1. Obergruppenführer Wilhelm “Deathshead” Strasse, Wolfenstein: The New Order
Wolfenstein: The New Order revitalized the series after the letdown of 2009’s mediocre Wolfenstein. A key component of what made the game so great was General Deathshead and his portrayal of the stereotypical “evil Nazi scientist” trope. During the first mission in the game, Deathshead making you choose between your two fellow soldiers, which one lives and which one dies, and his subsequent vivisection of the loser in front of your eyes, established just how dangerously insane he was, and also gave a weird feeling of complicity in the murder of your friend.
After waking up from his shrapnel-induced coma in the 1960’s, B. J. Blazkowicz’s only driving force is to kill Deathshead for his transgressions against humanity. That opening scene was so effective at provoking a feeling of vengeance in players that General Deathshead doesn’t even need to be seen until the end of the game. Although you’ll hear his voice in propaganda broadcasts, we consider him to be iconic in that Blazkowicz goes 24 years without a conversation with the General and somehow the narrative still makes their conflict very palpable. This, in addition to his perfect simplicity as a villain (he’s just evil, we don’t have to talk about his childhood, or how the war made him the way he is,) makes him our #1 — he distills all that is villainous and executes it to perfection.
2. The Uruk, Middle-earth: Shadow of Mordor
Most games have a very static relationship between the hero and the villain, but Middle-earth: Shadow of Mordor takes things to the next level with the Uruk. The “nemesis” system in Shadow of Mordor spawns randomly-named enemies as a part of Sauron’s Army. With every new playthrough, you’ll find your own nemesis outfitted with its own personality and will climb the social ranks in-game as you progress — thus, the Uruk. Not only do you have to contend with orcs who want to kill you, but your actions in-game directly affect them as well! And the worst part? They keep coming back, unless you dispose of them in the correct way, that is. Talk about having a bone to pick with Talion. These guys are no joke, and that’s what landed them on this list.

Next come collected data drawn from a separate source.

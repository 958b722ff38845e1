//! Source resolution
//!
//! Turns an asset descriptor plus a negotiated codec list into the absolute
//! manifest URL the playback engine loads. The negotiated path advertises
//! the playable codecs to the server as repeated query parameters; the
//! transmuxed path resolves the fallback manifest unmodified.

use url::Url;

use crate::{
    error::{Error, Result},
    types::{AssetDescriptor, CodecId, SourceDescriptor},
};

/// Container type of every resolved source: HLS playlist
pub const HLS_MIME_TYPE: &str = "application/x-mpegURL";

/// Resolves playback sources against one configured server address
#[derive(Debug, Clone)]
pub struct SourceResolver {
    server_address: Url,
}

impl SourceResolver {
    pub fn new(server_address: Url) -> Self {
        Self { server_address }
    }

    /// Resolve the negotiated source for an asset.
    ///
    /// Appends one `playableCodecs=<codec>` pair per negotiated codec,
    /// percent-encoded and order preserved. Fails with `NoPlayableCodec`
    /// when the negotiated list is empty; no URL is constructed in that
    /// case and the caller must surface the failure instead of attempting
    /// playback.
    pub fn resolve(
        &self,
        asset: &AssetDescriptor,
        playable_codecs: &[CodecId],
    ) -> Result<SourceDescriptor> {
        if playable_codecs.is_empty() {
            return Err(Error::NoPlayableCodec);
        }

        let mut url = self.manifest_url(&asset.hls_manifest)?;
        {
            let mut pairs = url.query_pairs_mut();
            for codec in playable_codecs {
                pairs.append_pair("playableCodecs", codec);
            }
        }

        Ok(SourceDescriptor {
            url,
            mime_type: HLS_MIME_TYPE.to_string(),
            resume_at: asset.resume_position(),
            asset_name: asset.name.clone(),
        })
    }

    /// Resolve the transmuxed fallback source.
    ///
    /// Bypasses codec negotiation entirely; the server re-wraps the media
    /// into an always-supported container, so this cannot fail for lack of
    /// codec support.
    pub fn resolve_transmuxed(&self, asset: &AssetDescriptor) -> Result<SourceDescriptor> {
        let url = self.manifest_url(&asset.hls_transmuxing_manifest)?;

        Ok(SourceDescriptor {
            url,
            mime_type: HLS_MIME_TYPE.to_string(),
            resume_at: asset.resume_position(),
            asset_name: asset.name.clone(),
        })
    }

    // The server address and the server-relative manifest path are joined
    // textually, not via Url::join: a trailing slash on the configured
    // address is part of the address and survives into the path.
    fn manifest_url(&self, manifest_path: &str) -> Result<Url> {
        let joined = format!("{}{}", self.server_address, manifest_path);
        Url::parse(&joined).map_err(Error::from)
    }
}
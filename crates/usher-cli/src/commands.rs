//! Command implementations

use anyhow::{bail, Context};
use tabled::{Table, Tabled};
use url::Url;

use usher_core::{
    negotiate, AssetDescriptor, CatalogClient, ControllerConfig, SourceResolver,
};

#[derive(Tabled)]
struct FileRow {
    #[tabled(rename = "Name")]
    name: String,
    #[tabled(rename = "Playtime")]
    playtime: String,
    #[tabled(rename = "Codecs")]
    codecs: String,
    #[tabled(rename = "Transcoded")]
    transcoded: String,
}

impl From<&AssetDescriptor> for FileRow {
    fn from(asset: &AssetDescriptor) -> Self {
        let playtime = if asset.playtime < 0 {
            "-".to_string()
        } else {
            format!("{}s", asset.playtime)
        };
        Self {
            name: asset.name.clone(),
            playtime,
            codecs: asset.codecs.join(", "),
            transcoded: asset.transcoded_codecs.join(", "),
        }
    }
}

/// Fetch the catalog and print it as a table.
pub async fn list(server: Url) -> anyhow::Result<()> {
    let config = ControllerConfig::new(server);
    let catalog = CatalogClient::new(&config)?;
    let files = catalog.list_files().await.context("fetching catalog")?;

    let rows: Vec<FileRow> = files.iter().map(FileRow::from).collect();
    println!("Found {} files.", files.len());
    println!("{}", Table::new(rows));

    Ok(())
}

/// Run negotiation and resolution for one asset and print the source the
/// playback engine would load.
pub async fn resolve(
    server: Url,
    name: String,
    decodable: Vec<String>,
    transmuxed: bool,
) -> anyhow::Result<()> {
    let config = ControllerConfig::new(server);
    let catalog = CatalogClient::new(&config)?;
    let files = catalog.list_files().await.context("fetching catalog")?;

    let Some(asset) = files.iter().find(|f| f.name == name) else {
        bail!("no catalog entry named {name:?}");
    };

    let resolver = SourceResolver::new(config.server_address.clone());
    let source = if transmuxed {
        resolver.resolve_transmuxed(asset)?
    } else {
        let probe = move |codec: &str| decodable.iter().any(|c| c == codec);
        let playable = negotiate(&probe, &asset.codecs, &asset.transcoded_codecs);
        if playable.is_empty() {
            bail!(
                "no playable codec for {name:?}; retry with --transmuxed or \
                 widen --decodable"
            );
        }
        resolver.resolve(asset, &playable)?
    };

    println!("url:       {}", source.url);
    println!("mime type: {}", source.mime_type);
    println!("resume at: {}s", source.resume_at);

    Ok(())
}
//! Codec negotiation
//!
//! Filters an asset's advertised codec variants down to the ordered subset
//! the local runtime can actually decode. Native variants are tried before
//! transcoded fallbacks.

use tracing::debug;

use crate::types::CodecId;

/// Capability probe for the local decode runtime.
///
/// `can_decode` must be synchronous and free of observable side effects;
/// negotiation queries it once per candidate codec.
pub trait CodecProbe: Send + Sync {
    /// Whether the runtime can probably decode the given codec tag.
    fn can_decode(&self, codec: &str) -> bool;
}

impl<F> CodecProbe for F
where
    F: Fn(&str) -> bool + Send + Sync,
{
    fn can_decode(&self, codec: &str) -> bool {
        self(codec)
    }
}

/// Select the codec variants the runtime can play.
///
/// Concatenates native then transcoded candidates, preserving each list's
/// order, and keeps those the probe accepts. A stable filter: given the
/// same probe behavior, output order is a strict function of input order.
/// An empty result is a valid terminal outcome ("no compatible variant"),
/// not an error.
pub fn negotiate(
    probe: &dyn CodecProbe,
    native: &[CodecId],
    transcoded: &[CodecId],
) -> Vec<CodecId> {
    let playable: Vec<CodecId> = native
        .iter()
        .chain(transcoded.iter())
        .filter(|codec| probe.can_decode(codec))
        .cloned()
        .collect();

    debug!(
        candidates = native.len() + transcoded.len(),
        playable = playable.len(),
        "codec negotiation finished"
    );

    playable
}
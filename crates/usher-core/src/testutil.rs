//! Recording fakes for the engine, probe and sink seams, shared by the
//! unit tests.

use async_trait::async_trait;
use std::sync::atomic::{AtomicUsize, Ordering};
use std::sync::{Arc, Mutex};
use tokio::sync::mpsc;
use url::Url;

use crate::error::{Error, Result};
use crate::session::{EngineEvent, EngineEvents, EngineFactory, PlaybackEngine};
use crate::sync::StateSink;
use crate::types::{AssetDescriptor, SourceDescriptor, SyncTick};

/// Engine fake recording the order of calls made against it
pub(crate) struct RecordingEngine {
    calls: Arc<Mutex<Vec<String>>>,
    live: Arc<AtomicUsize>,
}

#[async_trait]
impl PlaybackEngine for RecordingEngine {
    async fn play(&self) -> Result<()> {
        self.calls.lock().unwrap().push("play".to_string());
        Ok(())
    }

    async fn pause(&self) -> Result<()> {
        self.calls.lock().unwrap().push("pause".to_string());
        Ok(())
    }

    async fn seek(&self, position: f64) -> Result<()> {
        self.calls.lock().unwrap().push(format!("seek:{position}"));
        Ok(())
    }

    async fn position(&self) -> f64 {
        0.0
    }

    async fn shutdown(&self) {
        self.calls.lock().unwrap().push("shutdown".to_string());
        self.live.fetch_sub(1, Ordering::SeqCst);
    }
}

/// Factory fake handing out recording engines and keeping the event
/// senders so tests can emit engine notifications
#[derive(Default)]
pub(crate) struct RecordingFactory {
    pub calls: Arc<Mutex<Vec<String>>>,
    pub live: Arc<AtomicUsize>,
    pub sources: Mutex<Vec<SourceDescriptor>>,
    pub senders: Mutex<Vec<mpsc::Sender<EngineEvent>>>,
}

impl RecordingFactory {
    pub fn last_sender(&self) -> mpsc::Sender<EngineEvent> {
        self.senders.lock().unwrap().last().unwrap().clone()
    }
}

#[async_trait]
impl EngineFactory for RecordingFactory {
    async fn create(
        &self,
        source: &SourceDescriptor,
    ) -> Result<(Box<dyn PlaybackEngine>, EngineEvents)> {
        let (tx, rx) = mpsc::channel(64);
        self.senders.lock().unwrap().push(tx);
        self.sources.lock().unwrap().push(source.clone());
        self.calls.lock().unwrap().push("create".to_string());
        self.live.fetch_add(1, Ordering::SeqCst);

        let engine = RecordingEngine {
            calls: Arc::clone(&self.calls),
            live: Arc::clone(&self.live),
        };
        Ok((Box::new(engine), rx))
    }
}

/// Sink fake collecting delivered ticks, optionally failing every call
#[derive(Default)]
pub(crate) struct RecordingSink {
    pub ticks: Mutex<Vec<SyncTick>>,
    pub fail: bool,
}

#[async_trait]
impl StateSink for RecordingSink {
    async fn push_state(&self, tick: &SyncTick) -> Result<()> {
        if self.fail {
            return Err(Error::SyncDelivery("connection refused".to_string()));
        }
        self.ticks.lock().unwrap().push(tick.clone());
        Ok(())
    }
}

pub(crate) fn asset_fixture() -> AssetDescriptor {
    AssetDescriptor {
        ext: ".mkv".to_string(),
        name: "movie.mkv".to_string(),
        key: "abc123".to_string(),
        size: 1024,
        playtime: 0,
        codecs: vec!["hevc".to_string(), "opus".to_string()],
        transcoded_codecs: vec!["avc1.64001e".to_string(), "mp4a.40.2".to_string()],
        hls_manifest: "/movie/hls-manifest.m3u8".to_string(),
        hls_transcoding_manifest: "/movie/hls-transcoding-manifest.m3u8".to_string(),
        hls_transmuxing_manifest: "/movie/hls-transmuxing-manifest.m3u8".to_string(),
    }
}

pub(crate) fn source_fixture(resume_at: u64) -> SourceDescriptor {
    let asset = asset_fixture();
    SourceDescriptor {
        url: Url::parse("http://x/movie/hls-manifest.m3u8?playableCodecs=avc1.64001e").unwrap(),
        mime_type: crate::resolve::HLS_MIME_TYPE.to_string(),
        resume_at,
        asset_name: asset.name,
    }
}

/// Let spawned reporter and pump tasks drain on the current-thread runtime.
pub(crate) async fn settle() {
    for _ in 0..8 {
        tokio::task::yield_now().await;
    }
}
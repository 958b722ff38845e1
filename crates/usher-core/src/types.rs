//! Core types for the Usher playback controller

use serde::{Deserialize, Serialize};
use url::Url;
use uuid::Uuid;

/// Opaque codec identifier (fourcc/profile tag, e.g. "avc1.64001f").
///
/// Equality is exact-string; the controller never interprets the tag.
pub type CodecId = String;

/// Unique identifier for a playback session
#[derive(Debug, Clone, Copy, PartialEq, Eq, Hash, Serialize, Deserialize)]
pub struct SessionId(pub Uuid);

impl SessionId {
    pub fn new() -> Self {
        Self(Uuid::new_v4())
    }
}

impl Default for SessionId {
    fn default() -> Self {
        Self::new()
    }
}

impl std::fmt::Display for SessionId {
    fn fmt(&self, f: &mut std::fmt::Formatter<'_>) -> std::fmt::Result {
        write!(f, "{}", self.0)
    }
}

/// One entry from the remote catalog (`GET /api/v1/files`)
///
/// Immutable once fetched; the controller only reads it.
#[derive(Debug, Clone, Serialize, Deserialize)]
#[serde(rename_all = "camelCase")]
pub struct AssetDescriptor {
    /// File extension
    #[serde(default)]
    pub ext: String,
    /// Display name, also the key under which playback state is stored
    pub name: String,
    /// Stable catalog key
    pub key: String,
    /// File size in bytes
    pub size: i64,
    /// Last known playtime in seconds; the service reports -1 for files
    /// that were never played
    pub playtime: i64,
    /// Device-native codec tags, in the server's preference order
    pub codecs: Vec<CodecId>,
    /// Codec tags the server can transcode to on demand
    pub transcoded_codecs: Vec<CodecId>,
    /// Primary adaptive manifest path, server-relative
    pub hls_manifest: String,
    /// Transcoding manifest path
    pub hls_transcoding_manifest: String,
    /// Transmuxed ("re-wrapped") fallback manifest path
    pub hls_transmuxing_manifest: String,
}

impl AssetDescriptor {
    /// Resume offset for a new session, clamped to zero for files the
    /// service has no recorded playtime for.
    pub fn resume_position(&self) -> u64 {
        self.playtime.max(0) as u64
    }
}

/// A fully resolved playback source
///
/// Constructed fresh per play request and never mutated afterwards.
#[derive(Debug, Clone, PartialEq, Serialize, Deserialize)]
pub struct SourceDescriptor {
    /// Absolute manifest URL the engine loads
    pub url: Url,
    /// Container MIME type
    pub mime_type: String,
    /// Position in seconds to seek to once the engine is ready
    pub resume_at: u64,
    /// Catalog name of the asset this source was resolved from
    pub asset_name: String,
}

/// Which resolution path a play request takes
#[derive(Debug, Clone, Copy, PartialEq, Eq, Serialize, Deserialize)]
#[serde(rename_all = "snake_case")]
pub enum PlayVariant {
    /// Negotiate codecs against the local runtime, then resolve the
    /// primary manifest
    Negotiated,
    /// Resolve the transmuxed fallback manifest unconditionally
    Transmuxed,
}

/// One state update pushed to the remote service (`POST /api/v1/state`)
#[derive(Debug, Clone, PartialEq, Eq, Serialize, Deserialize)]
pub struct SyncTick {
    /// Catalog name of the asset the position belongs to
    pub filename: String,
    /// Whole seconds of playback position
    pub playtime: u64,
}

/// Playback session states
#[derive(Debug, Clone, Copy, PartialEq, Eq, Hash, Serialize, Deserialize)]
pub enum SessionState {
    /// No engine instance exists
    Idle,
    /// Engine created and loading the source
    Loading,
    /// Content is playing
    Playing,
    /// Playback paused, position queries remain valid
    Paused,
    /// Engine released; terminal unless a fresh start follows
    TornDown,
    /// Fatal engine failure; only a fresh start recovers
    Error,
}

impl SessionState {
    /// Check if transition to target state is valid
    pub fn can_transition_to(&self, target: SessionState) -> bool {
        use SessionState::*;
        matches!(
            (self, target),
            // From Idle
            (Idle, Loading) |
            // From Loading
            (Loading, Playing) | (Loading, TornDown) | (Loading, Error) |
            // From Playing
            (Playing, Paused) | (Playing, TornDown) | (Playing, Error) |
            // From Paused
            (Paused, Playing) | (Paused, TornDown) |
            // From TornDown
            (TornDown, Loading) |
            // From Error
            (Error, Loading) | (Error, TornDown)
        )
    }
}

impl std::fmt::Display for SessionState {
    fn fmt(&self, f: &mut std::fmt::Formatter<'_>) -> std::fmt::Result {
        match self {
            SessionState::Idle => write!(f, "idle"),
            SessionState::Loading => write!(f, "loading"),
            SessionState::Playing => write!(f, "playing"),
            SessionState::Paused => write!(f, "paused"),
            SessionState::TornDown => write!(f, "torn down"),
            SessionState::Error => write!(f, "error"),
        }
    }
}

/// Controller configuration
#[derive(Debug, Clone, Serialize, Deserialize)]
pub struct ControllerConfig {
    /// Base address of the remote catalog+state service
    pub server_address: Url,
    /// Quantization interval for position sync, in seconds
    pub sync_interval_secs: u64,
    /// Request timeout for catalog and state calls in milliseconds
    pub request_timeout_ms: u64,
}

impl ControllerConfig {
    pub fn new(server_address: Url) -> Self {
        Self {
            server_address,
            sync_interval_secs: 5,
            request_timeout_ms: 10_000,
        }
    }
}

3. The Alien, Alien: Isolation
In space, no one can hear you scream. It’s the same with video games. Didn’t you know? The xenomorph of Alien: Isolation is aware of your every move as you creep along in-game. It’s aware of your patterns, just as you’ll become acclimated to its breathing, screams, and footsteps against the many vents you’ll be forced to travel over. Alien: Isolation is a deadly cat-and-mouse game that unfolds across each level like a macabre ballet, and it’s all due to the bloodthirsty monster that is be tracking you down every step of the way. If you want an experience true to the movies, you’ve got it. If you want vicious, look no further than this lumbering beast, who made many a gamer wet their pants this year.